11-コー吉の物語 <緊急カラス救助隊>
「良いかい? けが人や病人や弱っている人を見つけたら『ガー』って鳴いて知らせる。」
『ガー!』
コー吉が一声鳴いてから、コクコクとミヤサワのお兄ちゃんの言うことに頷く。
「状態の悪い人の場合は片方の羽根を上に上げる。ハンドサインだな。
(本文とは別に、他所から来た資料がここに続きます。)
//! Declared flags, options and commands.
//!
//! Flags and options share one long-name namespace and one abbreviation
//! namespace. Commands have a namespace of their own. Abbreviations and long
//! names never mix: a one-character long name is unrelated to the abbreviation
//! with the same character.

use indexmap::{IndexMap, IndexSet};
use serde::Serialize;

use crate::display::DisplayOptions;
use crate::error::{ParseError, RegistryError};
use crate::result::ParseResult;
use crate::scanner;

/// A boolean switch.
#[derive(Debug, Clone, PartialEq, Eq, Serialize)]
pub struct FlagDef {
    name: String,
    help: String,
    abbreviation: Option<char>,
}

impl FlagDef {
    pub fn name(&self) -> &str {
        &self.name
    }

    pub fn help(&self) -> &str {
        &self.help
    }

    /// The abbreviation bound to this flag, if the binding succeeded.
    pub fn abbreviation(&self) -> Option<char> {
        self.abbreviation
    }
}

/// A named argument that takes a string value.
#[derive(Debug, Clone, PartialEq, Eq, Serialize)]
pub struct OptionDef {
    name: String,
    help: String,
    abbreviation: Option<char>,
    default_value: String,
    allowed_values: IndexSet<String>,
}

impl OptionDef {
    pub fn name(&self) -> &str {
        &self.name
    }

    pub fn help(&self) -> &str {
        &self.help
    }

    /// The abbreviation bound to this option, if the binding succeeded.
    pub fn abbreviation(&self) -> Option<char> {
        self.abbreviation
    }

    pub fn default_value(&self) -> &str {
        &self.default_value
    }

    /// Allowed values in declaration order. Empty means anything goes.
    pub fn allowed_values(&self) -> impl ExactSizeIterator<Item = &str> {
        self.allowed_values.iter().map(String::as_str)
    }

    pub fn allows(&self, value: &str) -> bool {
        self.allowed_values.is_empty() || self.allowed_values.contains(value)
    }
}

/// A mode selector that may only appear as the first token.
#[derive(Debug, Clone, PartialEq, Eq, Serialize)]
pub struct CommandDef {
    name: String,
    help: String,
}

impl CommandDef {
    pub fn name(&self) -> &str {
        &self.name
    }

    pub fn help(&self) -> &str {
        &self.help
    }
}

/// What a name or abbreviation refers to.
#[derive(Debug, Clone, Copy, PartialEq, Eq)]
pub enum ArgKind {
    Flag,
    Option,
    Command,
    Unknown,
}

/// The set of declared arguments.
///
/// Build it once with the `add_*` methods, then hand out shared references to
/// parse any number of token sequences.
#[derive(Debug, Clone, Default)]
pub struct Registry {
    name: String,
    description: String,
    command_required: bool,
    display: DisplayOptions,
    flags: IndexMap<String, FlagDef>,
    flag_abbreviations: IndexMap<char, String>,
    options: IndexMap<String, OptionDef>,
    option_abbreviations: IndexMap<char, String>,
    commands: IndexMap<String, CommandDef>,
}

impl Registry {
    /// Create an empty registry with default display options.
    pub fn new(name: impl Into<String>, description: impl Into<String>) -> Self {
        Self {
            name: name.into(),
            description: description.into(),
            ..Self::default()
        }
    }

    /// Register a boolean flag.
    ///
    /// If the name is free but the abbreviation is taken, the flag is still
    /// registered (usable by its long name only) and
    /// [`RegistryError::DuplicateAbbreviation`] is returned.
    pub fn add_flag(
        &mut self,
        name: impl Into<String>,
        help: impl Into<String>,
        abbreviation: Option<char>,
    ) -> Result<(), RegistryError> {
        let name = name.into();
        self.ensure_name_free(&name)?;

        self.flags.insert(
            name.clone(),
            FlagDef {
                name: name.clone(),
                help: help.into(),
                abbreviation: None,
            },
        );
        tracing::debug!(flag = %name, "registered flag");

        let Some(abbreviation) = abbreviation else {
            return Ok(());
        };
        self.ensure_abbreviation_free(&name, abbreviation)?;
        self.flag_abbreviations.insert(abbreviation, name.clone());
        if let Some(def) = self.flags.get_mut(&name) {
            def.abbreviation = Some(abbreviation);
        }
        Ok(())
    }

    /// Register a value-taking option.
    ///
    /// `allowed_values` is deduplicated in order; it does not have to contain
    /// `default_value`. Same partial-registration rule as [`Registry::add_flag`].
    pub fn add_option<I, S>(
        &mut self,
        name: impl Into<String>,
        help: impl Into<String>,
        abbreviation: Option<char>,
        default_value: impl Into<String>,
        allowed_values: I,
    ) -> Result<(), RegistryError>
    where
        I: IntoIterator<Item = S>,
        S: Into<String>,
    {
        let name = name.into();
        self.ensure_name_free(&name)?;

        self.options.insert(
            name.clone(),
            OptionDef {
                name: name.clone(),
                help: help.into(),
                abbreviation: None,
                default_value: default_value.into(),
                allowed_values: allowed_values.into_iter().map(Into::into).collect(),
            },
        );
        tracing::debug!(option = %name, "registered option");

        let Some(abbreviation) = abbreviation else {
            return Ok(());
        };
        self.ensure_abbreviation_free(&name, abbreviation)?;
        self.option_abbreviations.insert(abbreviation, name.clone());
        if let Some(def) = self.options.get_mut(&name) {
            def.abbreviation = Some(abbreviation);
        }
        Ok(())
    }

    /// Register a command.
    pub fn add_command(
        &mut self,
        name: impl Into<String>,
        help: impl Into<String>,
    ) -> Result<(), RegistryError> {
        let name = name.into();
        if self.commands.contains_key(&name) {
            return Err(RegistryError::DuplicateName(name));
        }
        tracing::debug!(command = %name, "registered command");
        self.commands.insert(
            name.clone(),
            CommandDef {
                name,
                help: help.into(),
            },
        );
        Ok(())
    }

    /// Require the first token to be a command. Ignored while no commands are registered.
    pub fn set_command_required(&mut self, required: bool) {
        self.command_required = required;
    }

    pub fn display_mut(&mut self) -> &mut DisplayOptions {
        &mut self.display
    }

    /// Parse `tokens` (program name already stripped) against this registry.
    pub fn parse<I, S>(&self, tokens: I) -> Result<ParseResult, ParseError>
    where
        I: IntoIterator<Item = S>,
        S: AsRef<str>,
    {
        scanner::parse(self, tokens)
    }

    fn ensure_name_free(&self, name: &str) -> Result<(), RegistryError> {
        if self.flags.contains_key(name) || self.options.contains_key(name) {
            return Err(RegistryError::DuplicateName(name.to_string()));
        }
        Ok(())
    }

    fn ensure_abbreviation_free(&self, name: &str, abbreviation: char) -> Result<(), RegistryError> {
        if self.flag_abbreviations.contains_key(&abbreviation)
            || self.option_abbreviations.contains_key(&abbreviation)
        {
            return Err(RegistryError::DuplicateAbbreviation {
                name: name.to_string(),
                abbreviation,
            });
        }
        Ok(())
    }
}

// Lookups.
impl Registry {
    /// Classify a long name. Flags win over options, options over commands.
    pub fn kind_of(&self, name: &str) -> ArgKind {
        if self.flags.contains_key(name) {
            ArgKind::Flag
        } else if self.options.contains_key(name) {
            ArgKind::Option
        } else if self.commands.contains_key(name) {
            ArgKind::Command
        } else {
            ArgKind::Unknown
        }
    }

    /// Resolve an abbreviation to the long name it is bound to.
    pub fn resolve_abbreviation(&self, abbreviation: char) -> Option<(ArgKind, &str)> {
        if let Some(name) = self.flag_abbreviations.get(&abbreviation) {
            return Some((ArgKind::Flag, name.as_str()));
        }
        self.option_abbreviations
            .get(&abbreviation)
            .map(|name| (ArgKind::Option, name.as_str()))
    }

    pub(crate) fn flag_by_abbreviation(&self, abbreviation: char) -> Option<&str> {
        self.flag_abbreviations.get(&abbreviation).map(String::as_str)
    }

    pub(crate) fn option_by_abbreviation(&self, abbreviation: char) -> Option<&str> {
        self.option_abbreviations
            .get(&abbreviation)
            .map(String::as_str)
    }

    /// Whether `value` may be assigned to `option`. Unknown options and
    /// options without an allowed set accept anything.
    pub fn is_allowed_value(&self, option: &str, value: &str) -> bool {
        self.options.get(option).is_none_or(|def| def.allows(value))
    }
}

// Read-only views for renderers.
impl Registry {
    pub fn name(&self) -> &str {
        &self.name
    }

    pub fn description(&self) -> &str {
        &self.description
    }

    pub fn command_required(&self) -> bool {
        self.command_required
    }

    pub fn display(&self) -> &DisplayOptions {
        &self.display
    }

    pub fn flag(&self, name: &str) -> Option<&FlagDef> {
        self.flags.get(name)
    }

    pub fn option(&self, name: &str) -> Option<&OptionDef> {
        self.options.get(name)
    }

    pub fn command(&self, name: &str) -> Option<&CommandDef> {
        self.commands.get(name)
    }

    /// Flags in registration order.
    pub fn flags(&self) -> impl ExactSizeIterator<Item = &FlagDef> {
        self.flags.values()
    }

    /// Options in registration order.
    pub fn options(&self) -> impl ExactSizeIterator<Item = &OptionDef> {
        self.options.values()
    }

    /// Commands in registration order.
    pub fn commands(&self) -> impl ExactSizeIterator<Item = &CommandDef> {
        self.commands.values()
    }

    pub fn has_commands(&self) -> bool {
        !self.commands.is_empty()
    }
}

#[cfg(test)]
mod tests {
    use super::*;

    fn no_values() -> [&'static str; 0] {
        []
    }

    #[test]
    fn duplicate_names_are_rejected_across_flags_and_options() {
        let mut reg = Registry::new("test", "");
        reg.add_flag("verbose", "first", Some('v')).unwrap();

        let err = reg.add_flag("verbose", "second", Some('x')).unwrap_err();
        assert_eq!(err, RegistryError::DuplicateName("verbose".to_string()));
        let err = reg
            .add_option("verbose", "", None, "", no_values())
            .unwrap_err();
        assert_eq!(err, RegistryError::DuplicateName("verbose".to_string()));

        // First registration untouched, rejected abbreviation never bound.
        assert_eq!(reg.flag("verbose").unwrap().help(), "first");
        assert_eq!(reg.flag("verbose").unwrap().abbreviation(), Some('v'));
        assert_eq!(reg.resolve_abbreviation('x'), None);
        assert_eq!(reg.kind_of("verbose"), ArgKind::Flag);
    }

    #[test]
    fn option_name_blocks_flag_name() {
        let mut reg = Registry::new("test", "");
        reg.add_option("output", "", Some('o'), "out.txt", no_values())
            .unwrap();
        let err = reg.add_flag("output", "", None).unwrap_err();
        assert!(matches!(err, RegistryError::DuplicateName(name) if name == "output"));
        assert_eq!(reg.kind_of("output"), ArgKind::Option);
        assert_eq!(reg.option("output").unwrap().default_value(), "out.txt");
    }

    #[test]
    fn abbreviation_collision_still_registers_long_name() {
        let mut reg = Registry::new("test", "");
        reg.add_flag("force", "", Some('f')).unwrap();

        let err = reg.add_flag("fast", "", Some('f')).unwrap_err();
        assert_eq!(
            err,
            RegistryError::DuplicateAbbreviation {
                name: "fast".to_string(),
                abbreviation: 'f',
            }
        );
        assert_eq!(reg.kind_of("fast"), ArgKind::Flag);
        assert_eq!(reg.flag("fast").unwrap().abbreviation(), None);
        assert_eq!(reg.resolve_abbreviation('f'), Some((ArgKind::Flag, "force")));

        let err = reg
            .add_option("file", "", Some('f'), "", no_values())
            .unwrap_err();
        assert!(matches!(err, RegistryError::DuplicateAbbreviation { .. }));
        assert_eq!(reg.kind_of("file"), ArgKind::Option);
        assert_eq!(reg.option("file").unwrap().abbreviation(), None);
    }

    #[test]
    fn missing_abbreviation_never_collides() {
        let mut reg = Registry::new("test", "");
        reg.add_flag("one", "", None).unwrap();
        reg.add_flag("two", "", None).unwrap();
        reg.add_option("three", "", None, "", no_values()).unwrap();
        assert_eq!(reg.flags().len(), 2);
        assert_eq!(reg.options().len(), 1);
    }

    #[test]
    fn abbreviations_and_long_names_do_not_mix() {
        let mut reg = Registry::new("test", "");
        reg.add_flag("x", "", None).unwrap();
        reg.add_option("extra", "", Some('x'), "", no_values()).unwrap();
        assert_eq!(reg.kind_of("x"), ArgKind::Flag);
        assert_eq!(
            reg.resolve_abbreviation('x'),
            Some((ArgKind::Option, "extra"))
        );
    }

    #[test]
    fn commands_have_their_own_namespace() {
        let mut reg = Registry::new("test", "");
        reg.add_flag("build", "", None).unwrap();
        reg.add_command("build", "Build it").unwrap();
        reg.add_command("run", "").unwrap();

        let err = reg.add_command("build", "again").unwrap_err();
        assert_eq!(err, RegistryError::DuplicateName("build".to_string()));
        assert_eq!(reg.command("build").unwrap().help(), "Build it");
        assert_eq!(reg.kind_of("run"), ArgKind::Command);
        assert_eq!(reg.kind_of("nope"), ArgKind::Unknown);
    }

    #[test]
    fn allowed_values_check() {
        let mut reg = Registry::new("test", "");
        reg.add_option("level", "", None, "mid", ["low", "high", "low"])
            .unwrap();
        reg.add_option("free", "", None, "", no_values()).unwrap();

        let level = reg.option("level").unwrap();
        assert_eq!(level.allowed_values().collect::<Vec<_>>(), ["low", "high"]);
        assert!(reg.is_allowed_value("level", "high"));
        assert!(!reg.is_allowed_value("level", "mid"));
        assert!(reg.is_allowed_value("free", "anything at all"));
    }

    #[test]
    fn definitions_iterate_in_registration_order() {
        let mut reg = Registry::new("tool", "does things");
        for name in ["zeta", "alpha", "mu"] {
            reg.add_flag(name, "", None).unwrap();
        }
        let names: Vec<&str> = reg.flags().map(FlagDef::name).collect();
        assert_eq!(names, ["zeta", "alpha", "mu"]);
        assert_eq!(reg.name(), "tool");
        assert_eq!(reg.description(), "does things");
        assert_eq!(reg.display().flags_header, "FLAGS");
        assert!(!reg.command_required());
    }
}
」
コー吉が「わからない?」というように首を傾げる。
「状態が悪いというのは…死にそうな人だな。」
と説明しつつお兄ちゃんが右手を上げる。コー吉が「理解した」トいうように、コクコクと頷き右の羽根を上に上げた。
「それで、死んでいる人を見つけた時は、両方の羽根を横に広げて頭を下げてください。」
と説明しつつお兄ちゃんが両腕を水平に伸ばして頭を下げる。コー吉が実際に両方の羽根を水平に伸ばしてみせる。クックロビン音頭ならぬカラス音頭のポーズだな。
「そうそう。上手上手。じゃあ、死にそうな人の時は?」
コー吉が右の羽根を上に上げる。
「すごいすごい。完全に理解しているよね。これで『緊急カラス救助隊』設立の野望に一歩近づいた! 後は実践投入したいな。」
僕コー吉は最近暇になったので、ミヤサワのお兄ちゃんにお付き合いするようになった。ミヤサワのお兄ちゃんに付き合うと、節分で撒く煎り大豆をくれる。餌で釣られるのは少し業腹だが…まあ、いっかぁ。おいしいし…。
ブドリさん家の庭のウッドデッキでトレーニングは行われていた。二人?一人と1羽の様子をブドリ君とカー太ンがベンチに座って眺めている。
「さすがにミヤサワのお兄ちゃんは医学部に行っているだけあって、救急にコー吉の能力を使いたいようだねぇ。」
『カー(そのようだね)』
そこにお兄ちゃんとコー吉もやって来る。
「コー吉はすごいねえ。ハンドサインもすぐに憶えちゃった。でも悔しいなあ、僕もブドリ君くらいに意思の疎通ができれば、コー吉にトリアージを教えられるのに。」
「トリアージ?」
「そう。患者やけが人や病人を現場で4段階に分ける作業だよ。色の付いたタグで表示するんだよ。黒は死亡者、赤はすぐに手当をしなければ危ない緊急性の高い人、黄色が手当を必要とする人、そして、緑が緊急性の低い人だね。 カラスにタグを持たせてトリアージさせると、災害時の医者の負担を大きく減らせそうだ。 でも、一般論としてカラスはどうやって弱っている動物や死んだ動物を見つけるんだろう?」
ミヤサワのお兄ちゃんのズボンの裾をコー吉が嘴で加えて引っ張っている。豆のお代わりを催促しているようだ。お兄ちゃんがお皿に豆を継ぎ足す。
ブドリ君とカー太ンは顔を見合わせた。重症者や瀕死の人の魂が抜けかけているという話しを、ミヤサワのお兄ちゃんにするのは問題だ。いろいろと危険だ。コー吉やカー太ンだけでなく僕まで興味を持たれてしまう。
「え〜と。村山のおばさんも意思の疎通が上手だそうだから、おばさんに聞いてみたら…」
と丸投げアドバイスしていたら、…お兄ちゃんがコー吉につつかれていた。
「いてっ。痛いって。ごめんよ。豆をデッキの板の隙間に落としたのは悪かった。もっとあげるからつつかないで。」
『グワ〜!(もったいない!)』
「お兄ちゃん、コー吉が「もったいないことするな!」って。」
僕たち4人?二人と2羽は笑いあった。
♫ ♫ ♫ ♫ ♫
ブドリ君が高校2年の時に発生した大地震では、ミヤサワのお兄ちゃんがうちの県の救助隊にコー吉とボランティアで参加し、遺体捜索に協力した。先発派遣ではなく後発の派遣だったため、遺体捜索しかできなかったことをお兄ちゃんは悔しがっていた。しかし、カラス救助隊が行方不明者の捜索に有効であることは『マリアの予言』とともに、近隣県の消防や防災の上層部に認識された。それが8年後の『マリアの予言2』のときに、ブドリ君とカー太ン、そしてコー吉達カー太ンズの早期派遣につながった。